INSTRUCTIONS TO FOLLOW – Look through the data that follows and say how many of its lines contain "FakeSink", giving the number only.

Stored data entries
******
//! End-to-end tests for the call session actor
//!
//! Collaborators are in-memory fakes sharing one ordered event log, and the
//! tokio clock is paused so speaking windows and grace periods elapse
//! instantly and deterministically.

use async_trait::async_trait;
use parking_lot::Mutex;
use std::sync::atomic::{AtomicBool, Ordering};
use std::sync::Arc;
use std::time::Duration;

use voice_intake_agent::{CallSession, SessionConfig, SessionDeps, SessionEvent, SessionHandle};
use voice_intake_core::{
    AudioEgress, AudioEncoding, CallControl, CallInfo, CallLifecycle, Disposition, Error,
    IssueCategory, OutcomePatch, OutcomeRecord, OutcomeSink, OutcomeStatus, Result,
    SpeechSynthesizer, SynthesizedAudio, TranscriptEvent, UrgencyWindow,
};

const CALLER: &str = "+16175550123";

#[derive(Default)]
struct Log {
    events: Mutex<Vec<String>>,
}

impl Log {
    fn push(&self, event: impl Into<String>) {
        self.events.lock().push(event.into());
    }

    fn snapshot(&self) -> Vec<String> {
        self.events.lock().clone()
    }

    fn spoken(&self) -> Vec<String> {
        self.snapshot()
            .into_iter()
            .filter_map(|e| e.strip_prefix("say:").map(str::to_string))
            .collect()
    }

    fn count(&self, event: &str) -> usize {
        self.events.lock().iter().filter(|e| *e == event).count()
    }

    fn position(&self, predicate: impl Fn(&str) -> bool) -> Option<usize> {
        self.events.lock().iter().position(|e| predicate(e))
    }
}

struct FakeSynth(Arc<Log>);

#[async_trait]
impl SpeechSynthesizer for FakeSynth {
    async fn synthesize(&self, text: &str) -> Result<SynthesizedAudio> {
        self.0.push(format!("say:{}", text));
        Ok(SynthesizedAudio::new(vec![0xff; 320], AudioEncoding::Mulaw8k))
    }

    fn model_name(&self) -> &str {
        "fake"
    }
}

struct FakeEgress(Arc<Log>);

#[async_trait]
impl AudioEgress for FakeEgress {
    async fn send_audio(&self, _call_id: &str, _frame: &[u8]) -> Result<()> {
        Ok(())
    }

    async fn clear_playback(&self, _call_id: &str) -> Result<()> {
        self.0.push("clear");
        Ok(())
    }
}

struct FakeCallControl(Arc<Log>);

#[async_trait]
impl CallControl for FakeCallControl {
    async fn transfer_to_human(&self, _call_id: &str) -> Result<()> {
        self.0.push("transfer");
        Ok(())
    }

    async fn hangup(&self, _call_id: &str) -> Result<()> {
        self.0.push("hangup");
        Ok(())
    }
}

#[derive(Default)]
struct FakeSink {
    log: Arc<Log>,
    fail: AtomicBool,
    patches: Mutex<Vec<OutcomePatch>>,
    records: Mutex<Vec<OutcomeRecord>>,
}

impl FakeSink {
    fn terminal_patches(&self) -> Vec<OutcomePatch> {
        self.patches
            .lock()
            .iter()
            .filter(|p| p.status != OutcomeStatus::InProgress)
            .cloned()
            .collect()
    }
}

#[async_trait]
impl OutcomeSink for FakeSink {
    async fn upsert_outcome(&self, _call_id: &str, patch: &OutcomePatch) -> Result<()> {
        self.log.push("upsert");
        if self.fail.load(Ordering::SeqCst) {
            return Err(Error::Sink("store unavailable".to_string()));
        }
        self.patches.lock().push(patch.clone());
        Ok(())
    }

    async fn create_record(&self, record: &OutcomeRecord) -> Result<String> {
        self.log.push("create_record");
        if self.fail.load(Ordering::SeqCst) {
            return Err(Error::Sink("store unavailable".to_string()));
        }
        self.records.lock().push(record.clone());
        Ok(format!("rec-{}", self.records.lock().len()))
    }
}

struct Harness {
    log: Arc<Log>,
    sink: Arc<FakeSink>,
    handle: SessionHandle,
}

impl Harness {
    fn start() -> Self {
        Self::start_with(FakeSink::default())
    }

    fn start_with(mut sink: FakeSink) -> Self {
        let log = Arc::new(Log::default());
        sink.log = log.clone();
        let sink = Arc::new(sink);

        let deps = SessionDeps {
            synthesizer: Arc::new(FakeSynth(log.clone())),
            egress: Arc::new(FakeEgress(log.clone())),
            call_control: Arc::new(FakeCallControl(log.clone())),
            sink: sink.clone(),
        };
        let info = CallInfo::new("CA123", "MZ456", Some(CALLER.to_string()));
        let handle = CallSession::spawn(info, SessionConfig::default(), deps);

        Self { log, sink, handle }
    }

    async fn send_final(&self, text: &str) {
        self.handle
            .send(SessionEvent::Transcript(TranscriptEvent::new(text, true)))
            .await
            .unwrap();
    }

    /// Speak, then wait out the system's reply and the grace period
    async fn say(&self, text: &str) {
        self.send_final(text).await;
        settle().await;
    }

    async fn fill_everything(&self) {
        settle().await;
        for line in [
            "my brakes are grinding",
            "every time I stop",
            "2015 Honda Civic",
            "my name is Maria",
            "02321",
            "617 555 0123",
            "tomorrow",
            "yes it drives fine",
        ] {
            self.say(line).await;
        }
    }
}

/// Longer than any speaking window plus grace
async fn settle() {
    tokio::time::sleep(Duration::from_secs(20)).await;
}

#[tokio::test(start_paused = true)]
async fn test_greeting_and_in_progress_outcome() {
    let h = Harness::start();
    settle().await;

    let spoken = h.log.spoken();
    assert_eq!(spoken.len(), 1);
    assert!(spoken[0].contains("What's going on with your car?"));

    let patches = h.sink.patches.lock().clone();
    assert_eq!(patches.len(), 1);
    assert_eq!(patches[0].status, OutcomeStatus::InProgress);
    assert_eq!(patches[0].caller, CALLER);
}

#[tokio::test(start_paused = true)]
async fn test_brakes_issue_gets_followup() {
    let h = Harness::start();
    settle().await;
    h.say("my brakes are grinding").await;

    let spoken = h.log.spoken();
    assert!(spoken.last().unwrap().contains("every time you brake"));

    h.handle.send(SessionEvent::Stop).await.unwrap();
    let report = h.handle.join().await.unwrap();
    assert_eq!(report.snapshot.issue_category, Some(IssueCategory::Brakes));
    assert_eq!(report.snapshot.issue_text.as_deref(), Some("my brakes are grinding"));
}

#[tokio::test(start_paused = true)]
async fn test_full_intake_confirmed() {
    let h = Harness::start();
    h.fill_everything().await;

    let summary = h.log.spoken().last().unwrap().clone();
    assert!(summary.contains("zero 2 3 2 1"));
    assert!(summary.contains("6 1 7, 5 5 5, zero 1 2 3"));
    assert!(summary.ends_with("Is that all correct?"));

    h.say("yes").await;

    assert_eq!(h.log.count("create_record"), 1);
    assert_eq!(h.log.count("hangup"), 1);
    assert!(h.log.spoken().last().unwrap().starts_with("You're all set."));

    // Record before the closing line, hangup after it
    let record_at = h.log.position(|e| e == "create_record").unwrap();
    let closing_at = h.log.position(|e| e.starts_with("say:You're all set.")).unwrap();
    let hangup_at = h.log.position(|e| e == "hangup").unwrap();
    assert!(record_at < closing_at && closing_at < hangup_at);

    let report = h.handle.join().await.unwrap();
    assert_eq!(report.lifecycle, CallLifecycle::Ended);
    assert_eq!(report.disposition, Some(Disposition::Confirmed));
    assert_eq!(report.record_id.as_deref(), Some("rec-1"));
    assert_eq!(report.snapshot.zip.as_deref(), Some("02321"));
    assert_eq!(report.snapshot.urgency_window, Some(UrgencyWindow::Tomorrow));
    assert_eq!(report.snapshot.drivable, Some(true));

    let terminal = h.sink.terminal_patches();
    assert_eq!(terminal.len(), 1);
    assert_eq!(terminal[0].status, OutcomeStatus::Final(Disposition::Confirmed));
    assert_eq!(terminal[0].record_id.as_deref(), Some("rec-1"));

    let records = h.sink.records.lock().clone();
    assert_eq!(records.len(), 1);
    assert_eq!(records[0].caller, CALLER);
    assert_eq!(records[0].snapshot.name.as_deref(), Some("Maria"));
}

#[tokio::test(start_paused = true)]
async fn test_repeated_yes_emits_one_record() {
    let h = Harness::start();
    h.fill_everything().await;

    h.send_final("yes").await;
    tokio::time::sleep(Duration::from_secs(2)).await;
    h.send_final("yes please").await;
    h.send_final("yep that's right").await;
    settle().await;

    assert_eq!(h.log.count("create_record"), 1);
    assert_eq!(h.sink.records.lock().len(), 1);
    assert_eq!(h.sink.terminal_patches().len(), 1);
}

#[tokio::test(start_paused = true)]
async fn test_correction_then_confirm() {
    let h = Harness::start();
    h.fill_everything().await;

    h.say("no").await;
    assert!(h.log.spoken().last().unwrap().contains("What should I fix"));

    h.say("zip").await;
    assert_eq!(h.log.spoken().last().unwrap(), "What's your zip code?");

    h.say("90210").await;
    let summary = h.log.spoken().last().unwrap().clone();
    assert!(summary.contains("9 zero 2 1 zero"));
    // Untouched slots survive the correction
    assert!(summary.contains("Maria"));

    h.say("yes").await;
    let report = h.handle.join().await.unwrap();
    assert_eq!(report.disposition, Some(Disposition::Confirmed));
    assert_eq!(report.snapshot.zip.as_deref(), Some("90210"));
    assert_eq!(report.snapshot.name.as_deref(), Some("Maria"));
}

#[tokio::test(start_paused = true)]
async fn test_escalation_transfers() {
    let h = Harness::start();
    settle().await;
    h.say("my car won't start").await;
    h.say("I want to talk to a person").await;

    let spoken_before = h.log.spoken().len();
    assert!(h.log.spoken().last().unwrap().contains("connect you"));
    assert_eq!(h.log.count("transfer"), 1);

    // No further questions once transferred
    h.say("02321").await;
    assert_eq!(h.log.spoken().len(), spoken_before);

    h.handle.send(SessionEvent::Stop).await.unwrap();
    let report = h.handle.join().await.unwrap();
    assert_eq!(report.lifecycle, CallLifecycle::Transferred);
    assert_eq!(report.disposition, Some(Disposition::Transferred));

    let terminal = h.sink.terminal_patches();
    assert_eq!(terminal.len(), 1);
    assert_eq!(terminal[0].status, OutcomeStatus::Final(Disposition::Transferred));
    assert_eq!(h.log.count("create_record"), 0);
}

#[tokio::test(start_paused = true)]
async fn test_short_name_rejected_as_issue() {
    let h = Harness::start();
    settle().await;
    h.say("Tom").await;

    assert_eq!(
        h.log.spoken().last().unwrap(),
        "Could you describe the problem you're having with the car?"
    );

    h.handle.send(SessionEvent::Stop).await.unwrap();
    let report = h.handle.join().await.unwrap();
    assert_eq!(report.snapshot.issue_text, None);
    assert_eq!(report.disposition, Some(Disposition::EndedUnconfirmed));
}

#[tokio::test(start_paused = true)]
async fn test_barge_in_clears_playback_before_turn() {
    let h = Harness::start();
    // Greeting still playing
    tokio::time::sleep(Duration::from_millis(500)).await;
    h.say("my brakes are grinding").await;

    let clear_at = h.log.position(|e| e == "clear").unwrap();
    let followup_at = h.log.position(|e| e.contains("every time you brake")).unwrap();
    let greeting_at = h.log.position(|e| e.starts_with("say:Thanks for calling")).unwrap();
    assert!(greeting_at < clear_at && clear_at < followup_at);
    assert_eq!(h.log.count("clear"), 1);
}

#[tokio::test(start_paused = true)]
async fn test_no_barge_in_after_speech_window() {
    let h = Harness::start();
    settle().await;
    h.say("my brakes are grinding").await;
    assert_eq!(h.log.count("clear"), 0);
}

#[tokio::test(start_paused = true)]
async fn test_last_utterance_wins_and_duplicates_dropped() {
    let h = Harness::start();
    settle().await;

    h.send_final("my brakes are grinding").await;
    h.send_final("my brakes are grinding").await;
    h.send_final("actually my car won't start").await;
    settle().await;

    h.handle.send(SessionEvent::Stop).await.unwrap();
    let report = h.handle.join().await.unwrap();
    assert_eq!(report.turns, 1);
    assert_eq!(report.snapshot.issue_category, Some(IssueCategory::NoStart));
}

#[tokio::test(start_paused = true)]
async fn test_partials_do_not_drive_turns() {
    let h = Harness::start();
    settle().await;

    h.handle
        .send(SessionEvent::Transcript(TranscriptEvent::new("my bra", false)))
        .await
        .unwrap();
    settle().await;
    assert_eq!(h.log.spoken().len(), 1);
}

#[tokio::test(start_paused = true)]
async fn test_socket_close_writes_single_terminal_outcome() {
    let h = Harness::start();
    settle().await;
    h.say("my brakes are grinding").await;

    h.handle.send(SessionEvent::SocketClosed).await.unwrap();
    let report = h.handle.join().await.unwrap();
    assert_eq!(report.disposition, Some(Disposition::SocketClosed));

    let terminal = h.sink.terminal_patches();
    assert_eq!(terminal.len(), 1);
    assert_eq!(terminal[0].status, OutcomeStatus::Final(Disposition::SocketClosed));
    assert_eq!(
        terminal[0].snapshot.as_ref().and_then(|s| s.issue_category),
        Some(IssueCategory::Brakes)
    );
}

#[tokio::test(start_paused = true)]
async fn test_stop_before_hangup_keeps_confirmed_outcome() {
    let h = Harness::start();
    h.fill_everything().await;

    h.send_final("yes").await;
    // Past dispatch, before the closing line and delay have elapsed
    tokio::time::sleep(Duration::from_secs(2)).await;
    h.handle.send(SessionEvent::Stop).await.unwrap();

    let report = h.handle.join().await.unwrap();
    assert_eq!(report.disposition, Some(Disposition::Confirmed));
    assert_eq!(h.log.count("hangup"), 0);
    assert_eq!(h.sink.terminal_patches().len(), 1);
}

#[tokio::test(start_paused = true)]
async fn test_sink_failures_do_not_end_call() {
    let sink = FakeSink::default();
    sink.fail.store(true, Ordering::SeqCst);
    let h = Harness::start_with(sink);
    h.fill_everything().await;
    h.say("yes").await;

    assert_eq!(h.log.count("create_record"), 1);
    assert_eq!(h.log.count("hangup"), 1);

    let report = h.handle.join().await.unwrap();
    assert_eq!(report.disposition, Some(Disposition::Confirmed));
    assert_eq!(report.record_id, None);
}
******
WRITTEN RESPONSE – 7